= WHAT YOU NEED TO DO =
Could you count the lines in the entries beneath that hold the word "assignment"? Respond with the number alone.

Saved data entries
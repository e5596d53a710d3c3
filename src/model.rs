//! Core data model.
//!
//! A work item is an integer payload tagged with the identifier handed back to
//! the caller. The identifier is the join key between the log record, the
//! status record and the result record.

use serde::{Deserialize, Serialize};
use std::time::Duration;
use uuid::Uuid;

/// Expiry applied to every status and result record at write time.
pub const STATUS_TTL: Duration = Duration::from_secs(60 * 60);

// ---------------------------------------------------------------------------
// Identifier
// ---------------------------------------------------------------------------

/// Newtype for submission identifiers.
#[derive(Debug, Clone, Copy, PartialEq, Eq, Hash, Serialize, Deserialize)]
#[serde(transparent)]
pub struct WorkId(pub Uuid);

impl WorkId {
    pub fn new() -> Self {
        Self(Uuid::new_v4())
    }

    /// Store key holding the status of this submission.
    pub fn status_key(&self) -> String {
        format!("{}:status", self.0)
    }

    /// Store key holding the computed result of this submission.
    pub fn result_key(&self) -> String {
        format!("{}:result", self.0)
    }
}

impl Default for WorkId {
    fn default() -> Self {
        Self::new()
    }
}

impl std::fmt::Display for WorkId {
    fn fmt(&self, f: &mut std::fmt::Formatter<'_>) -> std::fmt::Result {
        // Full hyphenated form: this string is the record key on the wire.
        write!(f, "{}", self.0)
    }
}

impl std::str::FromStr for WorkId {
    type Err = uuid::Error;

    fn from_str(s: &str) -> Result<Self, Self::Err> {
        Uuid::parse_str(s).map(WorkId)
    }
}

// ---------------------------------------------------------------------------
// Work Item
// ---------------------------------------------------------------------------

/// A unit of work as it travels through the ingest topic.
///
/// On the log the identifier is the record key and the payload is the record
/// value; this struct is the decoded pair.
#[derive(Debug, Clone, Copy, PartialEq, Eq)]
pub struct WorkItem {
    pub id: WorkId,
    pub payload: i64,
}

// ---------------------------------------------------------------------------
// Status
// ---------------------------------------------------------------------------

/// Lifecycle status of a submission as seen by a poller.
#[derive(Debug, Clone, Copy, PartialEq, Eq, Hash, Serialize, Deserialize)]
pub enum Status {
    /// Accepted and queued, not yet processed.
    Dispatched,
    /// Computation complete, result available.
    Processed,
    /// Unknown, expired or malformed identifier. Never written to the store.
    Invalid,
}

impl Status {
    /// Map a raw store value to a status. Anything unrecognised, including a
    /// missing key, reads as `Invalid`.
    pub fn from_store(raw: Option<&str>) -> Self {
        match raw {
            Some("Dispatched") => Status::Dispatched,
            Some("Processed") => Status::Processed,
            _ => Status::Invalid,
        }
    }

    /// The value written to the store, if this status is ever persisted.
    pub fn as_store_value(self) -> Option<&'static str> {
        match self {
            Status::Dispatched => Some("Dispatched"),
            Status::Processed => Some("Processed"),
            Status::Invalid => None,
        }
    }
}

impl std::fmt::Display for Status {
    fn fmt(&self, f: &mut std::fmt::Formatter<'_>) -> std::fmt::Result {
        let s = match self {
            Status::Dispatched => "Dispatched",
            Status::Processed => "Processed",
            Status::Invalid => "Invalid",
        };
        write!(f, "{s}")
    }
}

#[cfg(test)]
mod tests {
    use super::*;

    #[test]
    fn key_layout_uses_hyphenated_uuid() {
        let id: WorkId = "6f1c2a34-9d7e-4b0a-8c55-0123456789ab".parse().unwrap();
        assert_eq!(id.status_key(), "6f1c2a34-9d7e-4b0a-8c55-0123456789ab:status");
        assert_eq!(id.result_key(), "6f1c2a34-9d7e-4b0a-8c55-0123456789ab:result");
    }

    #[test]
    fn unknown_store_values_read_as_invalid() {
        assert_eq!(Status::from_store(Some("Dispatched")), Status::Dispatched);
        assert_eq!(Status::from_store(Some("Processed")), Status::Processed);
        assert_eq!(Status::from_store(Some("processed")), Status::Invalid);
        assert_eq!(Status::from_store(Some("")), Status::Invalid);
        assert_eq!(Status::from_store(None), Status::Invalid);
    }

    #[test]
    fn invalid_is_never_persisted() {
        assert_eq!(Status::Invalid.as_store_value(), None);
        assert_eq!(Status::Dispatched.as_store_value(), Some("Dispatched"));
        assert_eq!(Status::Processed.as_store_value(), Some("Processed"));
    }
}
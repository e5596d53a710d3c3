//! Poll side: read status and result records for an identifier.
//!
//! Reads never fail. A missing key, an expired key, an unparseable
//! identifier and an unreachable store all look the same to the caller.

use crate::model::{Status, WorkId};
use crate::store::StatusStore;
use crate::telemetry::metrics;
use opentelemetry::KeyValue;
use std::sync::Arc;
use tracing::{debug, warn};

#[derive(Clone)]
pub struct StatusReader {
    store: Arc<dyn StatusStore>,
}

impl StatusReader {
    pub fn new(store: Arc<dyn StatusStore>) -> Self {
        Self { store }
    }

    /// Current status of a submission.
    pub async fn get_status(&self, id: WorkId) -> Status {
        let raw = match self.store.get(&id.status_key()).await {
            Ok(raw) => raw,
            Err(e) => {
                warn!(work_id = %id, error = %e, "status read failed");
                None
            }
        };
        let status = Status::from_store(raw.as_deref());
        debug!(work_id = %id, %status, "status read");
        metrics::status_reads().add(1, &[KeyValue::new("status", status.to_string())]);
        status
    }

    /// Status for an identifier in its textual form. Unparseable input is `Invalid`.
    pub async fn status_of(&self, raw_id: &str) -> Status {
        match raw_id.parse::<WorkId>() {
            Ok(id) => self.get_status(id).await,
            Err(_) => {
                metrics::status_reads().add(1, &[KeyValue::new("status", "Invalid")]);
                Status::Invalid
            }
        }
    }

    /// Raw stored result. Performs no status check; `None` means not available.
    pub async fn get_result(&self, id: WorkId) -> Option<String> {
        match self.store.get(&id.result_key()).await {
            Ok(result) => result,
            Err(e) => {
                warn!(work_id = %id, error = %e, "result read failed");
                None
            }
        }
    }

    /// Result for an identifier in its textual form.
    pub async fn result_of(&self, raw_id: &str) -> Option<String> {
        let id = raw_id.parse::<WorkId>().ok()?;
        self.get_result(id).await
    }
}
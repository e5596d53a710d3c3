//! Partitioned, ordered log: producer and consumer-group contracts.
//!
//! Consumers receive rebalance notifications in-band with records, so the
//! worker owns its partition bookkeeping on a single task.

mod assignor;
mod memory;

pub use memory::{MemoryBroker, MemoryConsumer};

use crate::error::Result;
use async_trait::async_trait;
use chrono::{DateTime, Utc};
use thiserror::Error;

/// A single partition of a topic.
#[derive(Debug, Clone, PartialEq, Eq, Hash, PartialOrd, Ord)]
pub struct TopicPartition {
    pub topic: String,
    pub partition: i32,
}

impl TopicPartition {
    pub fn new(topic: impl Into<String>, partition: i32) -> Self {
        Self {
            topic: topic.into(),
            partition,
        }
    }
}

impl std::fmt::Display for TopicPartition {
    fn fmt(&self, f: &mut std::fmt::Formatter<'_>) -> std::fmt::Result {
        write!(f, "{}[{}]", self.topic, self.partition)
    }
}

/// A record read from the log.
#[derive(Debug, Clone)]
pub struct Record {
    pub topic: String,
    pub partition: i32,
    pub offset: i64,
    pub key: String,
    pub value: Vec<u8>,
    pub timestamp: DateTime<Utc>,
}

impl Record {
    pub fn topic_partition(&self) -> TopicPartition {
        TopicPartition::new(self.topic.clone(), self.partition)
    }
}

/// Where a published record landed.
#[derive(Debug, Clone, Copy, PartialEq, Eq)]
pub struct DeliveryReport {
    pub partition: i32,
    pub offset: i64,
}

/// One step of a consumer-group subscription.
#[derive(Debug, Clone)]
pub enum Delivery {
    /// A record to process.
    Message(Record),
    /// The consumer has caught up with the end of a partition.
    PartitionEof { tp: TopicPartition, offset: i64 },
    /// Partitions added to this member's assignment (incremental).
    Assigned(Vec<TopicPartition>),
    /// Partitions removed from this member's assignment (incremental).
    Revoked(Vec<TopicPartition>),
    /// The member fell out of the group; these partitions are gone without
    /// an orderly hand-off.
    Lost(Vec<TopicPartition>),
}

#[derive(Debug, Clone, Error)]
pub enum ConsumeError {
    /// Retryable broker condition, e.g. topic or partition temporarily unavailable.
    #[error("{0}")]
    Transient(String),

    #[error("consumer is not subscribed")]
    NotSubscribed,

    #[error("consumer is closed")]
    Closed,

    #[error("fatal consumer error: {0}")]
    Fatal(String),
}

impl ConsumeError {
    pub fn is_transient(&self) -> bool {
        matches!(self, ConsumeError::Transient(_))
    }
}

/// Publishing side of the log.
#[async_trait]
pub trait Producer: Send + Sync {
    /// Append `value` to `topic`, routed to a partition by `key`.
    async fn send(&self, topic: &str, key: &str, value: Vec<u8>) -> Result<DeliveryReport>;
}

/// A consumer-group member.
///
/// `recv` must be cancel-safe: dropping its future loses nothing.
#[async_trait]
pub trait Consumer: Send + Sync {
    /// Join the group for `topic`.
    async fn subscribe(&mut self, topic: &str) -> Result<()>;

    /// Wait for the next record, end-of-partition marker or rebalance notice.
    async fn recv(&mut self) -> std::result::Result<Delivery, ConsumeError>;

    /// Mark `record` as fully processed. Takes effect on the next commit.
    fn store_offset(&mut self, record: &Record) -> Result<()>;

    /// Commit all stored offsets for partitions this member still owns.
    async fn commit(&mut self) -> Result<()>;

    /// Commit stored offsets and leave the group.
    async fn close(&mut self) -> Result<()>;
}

= REPLY TO THE TASK =
2